É a sua estreia na publicação de livros, e é também a primeira vez que dá uma entrevista, mas Simão Lucas Pires sabe ao que vem. Confessa que sente “necessidade de escrever” desde muito novo. O apelido não esconde que provém de uma família onde se escreve, ou não fosse o seu irmão o escritor Jacinto Lucas Pires e revela que cresceu “numa casa com livros e com grande gosto pela literatura”.
“A Trombeta Vaga” (ed.Quetzal) é o livro que está a lançar num dos mais destacados encontros literários, o Correntes d’Escritas, na Póvoa de Varzim. Em entrevista à Renascença, o autor, formado em Filosofia, começa por explicar que o livro reúne oito contos que não têm a “pretensão” de ser um fresco da sociedade, mas são antes histórias que nasceram “de vidas concretas e de momentos aparentemente até banais e a partir de algum acontecimento forte na vida dessas personagens”. Para si, os contos levantam “questões mais importantes.”

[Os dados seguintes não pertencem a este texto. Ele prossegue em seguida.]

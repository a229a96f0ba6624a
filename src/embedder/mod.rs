/// Embedder trait and shared types for text embedding.
pub mod download;
pub mod mock;
pub mod onnx;
pub mod tokenizer;

use anyhow::{Context, Result};
use thiserror::Error;
use tracing::info;

use crate::config::ModelConfig;

/// Errors that can occur during embedding operations.
#[derive(Error, Debug)]
pub enum EmbedderError {
    #[error("inference failed: {0}")]
    InferenceFailed(String),

    #[error("model load failed: {0}")]
    ModelLoadFailed(String),

    #[error("tokenizer error: {0}")]
    TokenizerError(String),
}

/// Trait for text embedding implementations.
///
/// All implementations must be `Send + Sync` to allow concurrent use
/// behind `Arc`. The same text must always map to the same vector.
pub trait Embedder: Send + Sync {
    /// Embed a single text string into a vector.
    fn embed(&self, text: &str) -> Result<Vec<f32>, EmbedderError>;

    /// Embed multiple text strings into vectors.
    fn embed_batch(&self, texts: &[&str]) -> Result<Vec<Vec<f32>>, EmbedderError>;

    /// Return the dimensionality of the embedding vectors.
    fn dimensions(&self) -> usize;
}

/// Load the local ONNX embedder described by `model`, downloading the model
/// files first when `auto_download` is enabled.
///
/// Blocking: call from `spawn_blocking` inside the runtime.
pub fn load_local(model: &ModelConfig) -> Result<onnx::OnnxEmbedder> {
    let model_dir = std::path::PathBuf::from(&model.dir);

    if model.auto_download {
        download::download_model_files(&model_dir)
            .with_context(|| format!("failed to fetch model files for {}", model.name))?;
    }

    let embedder = onnx::OnnxEmbedder::new(&model_dir, model.dimensions)
        .with_context(|| format!("failed to load embedding model {}", model.name))?;
    info!(
        "Embedding model {} ready ({} dimensions)",
        model.name,
        embedder.dimensions()
    );
    Ok(embedder)
}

Questionado sobre o título, Simão Lucas Pires explica que tem uma inspiração bíblica. “A trombeta na Bíblia, no Antigo Testamento e depois no Novo Testamento, e também no Livro do Apocalipse tem muito o sentido de alguma coisa que anuncia uma revelação importante. E é uma trombeta vaga, porque exatamente o que quis explorar de maneiras diferentes, nos diferentes contos é isto de haver na nossa vida momentos em que percebemos alguma coisa, aquilo que tomamos por evidente não é assim tão evidente, ou que ela pode corresponder a alguma coisa maior do que os horizontes estreitos em que nos enfiamos, mas muitas vezes essa compreensão é vaga e não percebemos muito bem”.
Deus é de resto um nome que surge com frequência nos contos, mas Simão Lucas Pires explica que não tem qualquer intenção “catequética”. Depois de admitir à Renascença que é católico e que a sua “conversão” foi “um momento decisivo” na sua vida, o escritor, que é também professor do ensino secundário, diz que sente que falta hoje espiritualidade na literatura.
“É uma coisa que me interessa na literatura. Acho que, no ambiente cultural do nosso tempo, fala-se muito de causas, de política, mas falta um bocadinho um discurso que vá ao centro do problema”.
Interrogado pela falta de espiritualidade das sociedades contemporâneas, Simão Lucas Pires diz que “ao contrário do que acontecia noutros tempos, o nosso interesse social por aquilo que é comum está muito fragmentado. Poucas vezes se vai ao centro da questão, que me parece que tem a ver com várias coisas, mas também com a espiritualidade e com Deus.”
Nos contos onde há histórias de um escritor de contos, ou de uma viagem de autoestrada, de uma manhã de sol invulgar numa praia do Oeste como o Baleal está aquilo que Simão Lucas Pires quer mostra aos leitores. Muito do que é como escritor vem do que é como leitor. E nisso não esconde a influência que teve o seu irmão mais velho, o escritor Jacinto Lucas Pires.
“Grande parte do meu gosto pela literatura vem do meu irmão Jacinto, por um lado de ler as coisas dele, por outro, das recomendações que ele me foi fazendo. Há autores que se tornaram centrais para mim como a Flannery O’Connor ou o Machado de Assis que vieram das recomendações do Jacinto. E acho que deu uma certa naturalidade com o gosto por escrever e pela literatura”, diz Simão que conclui que o irmão mais velho “claramente ajudou, e não atrapalhou”.